Solid lipid nanoparticles (SLN) are colloidal systems which have been proposed for several administration routes. Only limited data are available about the mechanism and rate of interaction of SLN with cells and tissues. The aim of our study was to investigate interactions of SLN with model membranes (liposomes) and cells (leukocytes). SLN dispersions composed of glyceryl tripalmitate, phosphatidylcholine, water, and poloxamer 188 or Tween 20 were prepared by the melt-emulsification process. Spin-labeled phosphatidylcholine (PC(10,3)) and the methylester of doxyl palmitic acid (MeFASL(10,3)) were incorporated into SLN as spin probes (SPs) in order to determine the rate and mechanism of cell interaction by electron paramagnetic resonance (EPR) spectroscopy.
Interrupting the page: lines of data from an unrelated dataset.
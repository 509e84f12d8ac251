//! Domain models for strokes and database entries

mod gesture;
mod stroke;
mod stroke_info;

pub use gesture::{Comparator, Gesture};
pub use stroke::{Point, Stroke};
pub use stroke_info::{StrokeId, StrokeInfo};

pub(crate) use stroke_info::UnnamedStrokeInfo;
//! Side-effect backend used when an action runs
//!
//! Actions never touch the OS directly; they ask an [`Effects`]
//! implementation to spawn a process or synthesize input. The input
//! capture layer supplies a real implementation, tests supply a recording one.

use log::warn;
use std::io;
use std::process::Command;

use super::{ButtonInfo, Modifiers, SendKey};

/// Executes the side effects requested by actions
pub trait Effects {
    /// Start `command` through a shell without waiting for it
    fn spawn_shell(&mut self, command: &str) -> io::Result<()>;

    /// Synthesize a key press (and release)
    fn send_key(&mut self, key: &SendKey) -> bool;

    /// Synthesize a pointer button click
    fn press_button(&mut self, button: &ButtonInfo) -> bool;

    /// Enter scroll mode with the given modifiers held
    fn scroll(&mut self, mods: Modifiers) -> bool;
}

/// Effects backed by the host OS
///
/// Only shell commands are available here; key, button and scroll
/// synthesis belongs to the input layer and reports `false`.
#[derive(Debug, Default, Clone, Copy)]
pub struct SystemEffects;

impl SystemEffects {
    pub const SHELL: &'static str = "/bin/sh";
}

impl Effects for SystemEffects {
    fn spawn_shell(&mut self, command: &str) -> io::Result<()> {
        let mut child = Command::new(Self::SHELL).arg("-c").arg(command).spawn()?;
        // Reap in the background so finished commands don't linger as zombies
        std::thread::spawn(move || {
            let _ = child.wait();
        });
        Ok(())
    }

    fn send_key(&mut self, key: &SendKey) -> bool {
        warn!("No input backend available to send {}", key.label());
        false
    }

    fn press_button(&mut self, button: &ButtonInfo) -> bool {
        warn!("No input backend available to press {}", button.label());
        false
    }

    fn scroll(&mut self, mods: Modifiers) -> bool {
        warn!("No input backend available to scroll ({}Scroll)", mods.label());
        false
    }
}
Our results indicate that the exchange of SP between SLN and liposomes is much faster for MeFASL(10,3) than for PC(10,3), probably due to the smaller size of the former. In contrast to liposomes, in leukocytes no significant difference in the transfer rates of the two SP was observed after incubation, suggesting that there is an uptake of SLN to leukocytes (endocytosis) although simultaneous SP diffusion is not excluded. The interaction of SLN with leukocytes appears to depend significantly on the stabilizer used. Transfer of PC(10,3) from SLN coated with poloxamer 188 is much faster than from SLN coated with Tween 20.